Instructions to follow
From the entries below, copy every line holding the word "derive".

Saved data entries
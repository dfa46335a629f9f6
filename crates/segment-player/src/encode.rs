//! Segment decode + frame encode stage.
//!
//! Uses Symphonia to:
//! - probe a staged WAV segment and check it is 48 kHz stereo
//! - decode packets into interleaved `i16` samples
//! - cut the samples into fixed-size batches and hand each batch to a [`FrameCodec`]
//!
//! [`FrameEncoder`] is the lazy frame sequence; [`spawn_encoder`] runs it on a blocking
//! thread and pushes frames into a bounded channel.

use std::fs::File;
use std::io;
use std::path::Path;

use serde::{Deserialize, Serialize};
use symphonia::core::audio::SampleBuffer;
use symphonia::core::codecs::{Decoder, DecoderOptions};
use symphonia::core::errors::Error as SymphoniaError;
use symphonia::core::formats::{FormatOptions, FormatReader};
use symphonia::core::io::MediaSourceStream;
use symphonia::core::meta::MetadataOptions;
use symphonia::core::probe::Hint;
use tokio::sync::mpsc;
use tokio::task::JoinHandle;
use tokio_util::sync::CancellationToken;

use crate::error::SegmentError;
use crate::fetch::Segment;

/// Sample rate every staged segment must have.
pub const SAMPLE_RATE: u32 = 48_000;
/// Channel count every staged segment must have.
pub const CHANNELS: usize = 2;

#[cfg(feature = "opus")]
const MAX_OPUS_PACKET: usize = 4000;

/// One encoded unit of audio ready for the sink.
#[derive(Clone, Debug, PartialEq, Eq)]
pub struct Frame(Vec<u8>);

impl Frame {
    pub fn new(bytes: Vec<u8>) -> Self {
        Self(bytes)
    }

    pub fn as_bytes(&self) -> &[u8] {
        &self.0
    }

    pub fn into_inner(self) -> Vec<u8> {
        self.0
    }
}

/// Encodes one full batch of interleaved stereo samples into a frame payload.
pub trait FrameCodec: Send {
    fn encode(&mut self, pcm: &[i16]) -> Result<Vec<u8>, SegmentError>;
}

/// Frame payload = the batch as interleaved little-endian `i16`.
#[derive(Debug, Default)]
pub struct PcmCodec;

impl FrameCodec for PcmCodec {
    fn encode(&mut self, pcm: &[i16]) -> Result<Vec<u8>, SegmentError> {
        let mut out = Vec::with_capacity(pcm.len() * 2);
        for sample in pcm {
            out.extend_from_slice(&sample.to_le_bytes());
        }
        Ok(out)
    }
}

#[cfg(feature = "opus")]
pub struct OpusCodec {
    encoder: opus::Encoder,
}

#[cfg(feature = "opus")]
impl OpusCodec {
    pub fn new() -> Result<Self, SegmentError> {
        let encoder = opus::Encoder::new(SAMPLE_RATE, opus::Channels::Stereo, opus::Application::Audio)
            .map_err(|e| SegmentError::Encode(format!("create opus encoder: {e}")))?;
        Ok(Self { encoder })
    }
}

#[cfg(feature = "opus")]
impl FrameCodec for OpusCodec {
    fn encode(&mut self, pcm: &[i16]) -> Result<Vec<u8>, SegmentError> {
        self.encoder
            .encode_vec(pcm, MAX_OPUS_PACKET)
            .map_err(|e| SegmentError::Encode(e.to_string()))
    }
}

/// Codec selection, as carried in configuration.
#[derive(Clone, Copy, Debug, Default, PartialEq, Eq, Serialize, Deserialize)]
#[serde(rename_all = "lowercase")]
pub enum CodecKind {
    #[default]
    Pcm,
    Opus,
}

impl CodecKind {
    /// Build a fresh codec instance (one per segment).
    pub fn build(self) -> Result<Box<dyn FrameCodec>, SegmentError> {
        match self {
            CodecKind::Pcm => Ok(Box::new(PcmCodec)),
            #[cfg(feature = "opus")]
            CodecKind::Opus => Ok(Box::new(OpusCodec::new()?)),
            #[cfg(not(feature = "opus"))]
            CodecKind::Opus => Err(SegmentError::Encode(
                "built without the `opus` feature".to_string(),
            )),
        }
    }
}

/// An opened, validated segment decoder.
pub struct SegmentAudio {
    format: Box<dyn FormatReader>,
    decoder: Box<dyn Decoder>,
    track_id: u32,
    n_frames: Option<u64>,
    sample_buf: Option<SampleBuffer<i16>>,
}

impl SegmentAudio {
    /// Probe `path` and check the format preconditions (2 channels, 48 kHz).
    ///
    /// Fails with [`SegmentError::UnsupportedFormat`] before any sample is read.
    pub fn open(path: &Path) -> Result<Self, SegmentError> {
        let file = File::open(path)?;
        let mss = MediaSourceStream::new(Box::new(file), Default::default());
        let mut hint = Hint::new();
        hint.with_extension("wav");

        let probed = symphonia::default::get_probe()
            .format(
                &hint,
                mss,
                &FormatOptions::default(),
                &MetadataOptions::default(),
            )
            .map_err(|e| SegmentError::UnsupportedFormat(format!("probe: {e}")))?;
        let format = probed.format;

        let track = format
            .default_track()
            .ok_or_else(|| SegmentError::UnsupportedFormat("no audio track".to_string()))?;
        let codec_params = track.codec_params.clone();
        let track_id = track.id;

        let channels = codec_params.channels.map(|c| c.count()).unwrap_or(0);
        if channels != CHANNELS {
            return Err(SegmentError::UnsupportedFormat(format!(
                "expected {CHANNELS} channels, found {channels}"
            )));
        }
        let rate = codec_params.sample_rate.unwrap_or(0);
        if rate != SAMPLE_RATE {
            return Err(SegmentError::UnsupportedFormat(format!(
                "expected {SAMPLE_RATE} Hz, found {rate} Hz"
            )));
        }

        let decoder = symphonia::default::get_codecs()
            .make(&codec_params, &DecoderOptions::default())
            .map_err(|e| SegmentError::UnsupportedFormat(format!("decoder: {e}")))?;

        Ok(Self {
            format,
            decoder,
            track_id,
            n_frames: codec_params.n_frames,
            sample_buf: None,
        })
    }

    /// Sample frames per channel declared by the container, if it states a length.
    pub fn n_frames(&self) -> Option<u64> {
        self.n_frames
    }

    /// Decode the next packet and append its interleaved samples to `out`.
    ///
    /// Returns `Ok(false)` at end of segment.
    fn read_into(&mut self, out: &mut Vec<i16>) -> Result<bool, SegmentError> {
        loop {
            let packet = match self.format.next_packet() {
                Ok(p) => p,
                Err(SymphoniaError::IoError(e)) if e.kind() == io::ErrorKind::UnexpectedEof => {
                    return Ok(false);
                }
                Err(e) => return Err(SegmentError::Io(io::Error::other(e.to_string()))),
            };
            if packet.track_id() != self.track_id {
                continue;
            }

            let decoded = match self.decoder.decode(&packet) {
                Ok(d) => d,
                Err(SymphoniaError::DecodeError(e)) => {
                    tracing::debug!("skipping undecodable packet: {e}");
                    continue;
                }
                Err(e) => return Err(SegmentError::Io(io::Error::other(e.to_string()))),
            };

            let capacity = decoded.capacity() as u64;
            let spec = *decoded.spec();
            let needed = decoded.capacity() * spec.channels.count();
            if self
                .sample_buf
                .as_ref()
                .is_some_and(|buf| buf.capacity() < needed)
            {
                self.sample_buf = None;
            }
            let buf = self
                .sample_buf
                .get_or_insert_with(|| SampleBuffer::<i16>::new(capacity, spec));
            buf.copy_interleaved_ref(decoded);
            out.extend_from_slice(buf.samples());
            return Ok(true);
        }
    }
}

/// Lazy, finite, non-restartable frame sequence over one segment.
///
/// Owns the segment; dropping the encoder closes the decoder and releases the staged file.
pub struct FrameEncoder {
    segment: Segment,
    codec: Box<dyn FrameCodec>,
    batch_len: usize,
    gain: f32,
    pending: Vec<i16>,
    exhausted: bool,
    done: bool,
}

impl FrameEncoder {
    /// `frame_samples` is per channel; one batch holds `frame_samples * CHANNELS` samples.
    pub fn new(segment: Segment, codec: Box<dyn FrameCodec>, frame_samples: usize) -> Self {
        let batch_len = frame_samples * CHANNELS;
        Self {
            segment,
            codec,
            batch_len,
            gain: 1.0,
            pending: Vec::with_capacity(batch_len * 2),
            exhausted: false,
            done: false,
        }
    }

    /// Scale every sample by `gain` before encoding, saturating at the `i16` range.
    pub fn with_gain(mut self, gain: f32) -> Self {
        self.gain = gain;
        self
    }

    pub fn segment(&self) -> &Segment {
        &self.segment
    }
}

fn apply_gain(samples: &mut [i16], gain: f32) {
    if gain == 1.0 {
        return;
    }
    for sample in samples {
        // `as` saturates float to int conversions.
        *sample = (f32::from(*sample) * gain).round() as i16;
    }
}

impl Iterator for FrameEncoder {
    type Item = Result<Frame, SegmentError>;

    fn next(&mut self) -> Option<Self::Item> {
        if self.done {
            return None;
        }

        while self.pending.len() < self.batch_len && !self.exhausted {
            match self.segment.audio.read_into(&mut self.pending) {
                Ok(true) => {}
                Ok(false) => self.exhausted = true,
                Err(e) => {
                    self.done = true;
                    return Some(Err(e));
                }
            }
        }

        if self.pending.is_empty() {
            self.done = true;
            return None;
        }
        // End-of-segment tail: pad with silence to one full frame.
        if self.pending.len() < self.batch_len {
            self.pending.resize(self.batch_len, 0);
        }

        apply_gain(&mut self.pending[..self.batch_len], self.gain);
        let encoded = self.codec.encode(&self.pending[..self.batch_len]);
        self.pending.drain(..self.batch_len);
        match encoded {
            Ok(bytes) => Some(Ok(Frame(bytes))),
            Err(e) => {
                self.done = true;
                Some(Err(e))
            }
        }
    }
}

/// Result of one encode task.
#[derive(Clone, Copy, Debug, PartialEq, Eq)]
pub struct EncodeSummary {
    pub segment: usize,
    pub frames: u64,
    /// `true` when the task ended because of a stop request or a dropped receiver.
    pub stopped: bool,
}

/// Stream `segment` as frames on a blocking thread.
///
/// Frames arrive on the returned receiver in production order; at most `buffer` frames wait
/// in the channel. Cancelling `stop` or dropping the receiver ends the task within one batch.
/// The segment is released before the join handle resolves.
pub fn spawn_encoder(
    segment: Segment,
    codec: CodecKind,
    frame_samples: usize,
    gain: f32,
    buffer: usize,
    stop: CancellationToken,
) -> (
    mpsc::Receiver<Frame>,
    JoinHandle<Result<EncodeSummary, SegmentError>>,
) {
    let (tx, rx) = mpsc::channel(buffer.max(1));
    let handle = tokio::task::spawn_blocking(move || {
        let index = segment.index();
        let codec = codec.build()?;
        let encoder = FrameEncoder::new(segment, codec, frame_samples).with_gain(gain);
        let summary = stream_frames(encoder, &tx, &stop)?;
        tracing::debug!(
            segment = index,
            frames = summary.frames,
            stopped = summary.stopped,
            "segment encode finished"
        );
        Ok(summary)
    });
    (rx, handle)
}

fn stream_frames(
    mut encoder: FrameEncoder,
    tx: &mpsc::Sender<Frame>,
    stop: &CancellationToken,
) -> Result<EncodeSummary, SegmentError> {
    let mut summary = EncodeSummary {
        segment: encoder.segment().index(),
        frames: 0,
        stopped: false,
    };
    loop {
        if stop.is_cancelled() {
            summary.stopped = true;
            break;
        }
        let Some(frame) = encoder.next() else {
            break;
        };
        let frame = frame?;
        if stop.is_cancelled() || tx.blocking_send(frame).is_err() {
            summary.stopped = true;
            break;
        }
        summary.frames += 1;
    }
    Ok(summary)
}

Solution to this problem
#[derive(Clone, Debug, PartialEq, Eq)]
#[derive(Debug, Default)]
#[derive(Clone, Copy, Debug, Default, PartialEq, Eq, Serialize, Deserialize)]
#[derive(Clone, Copy, Debug, PartialEq, Eq)]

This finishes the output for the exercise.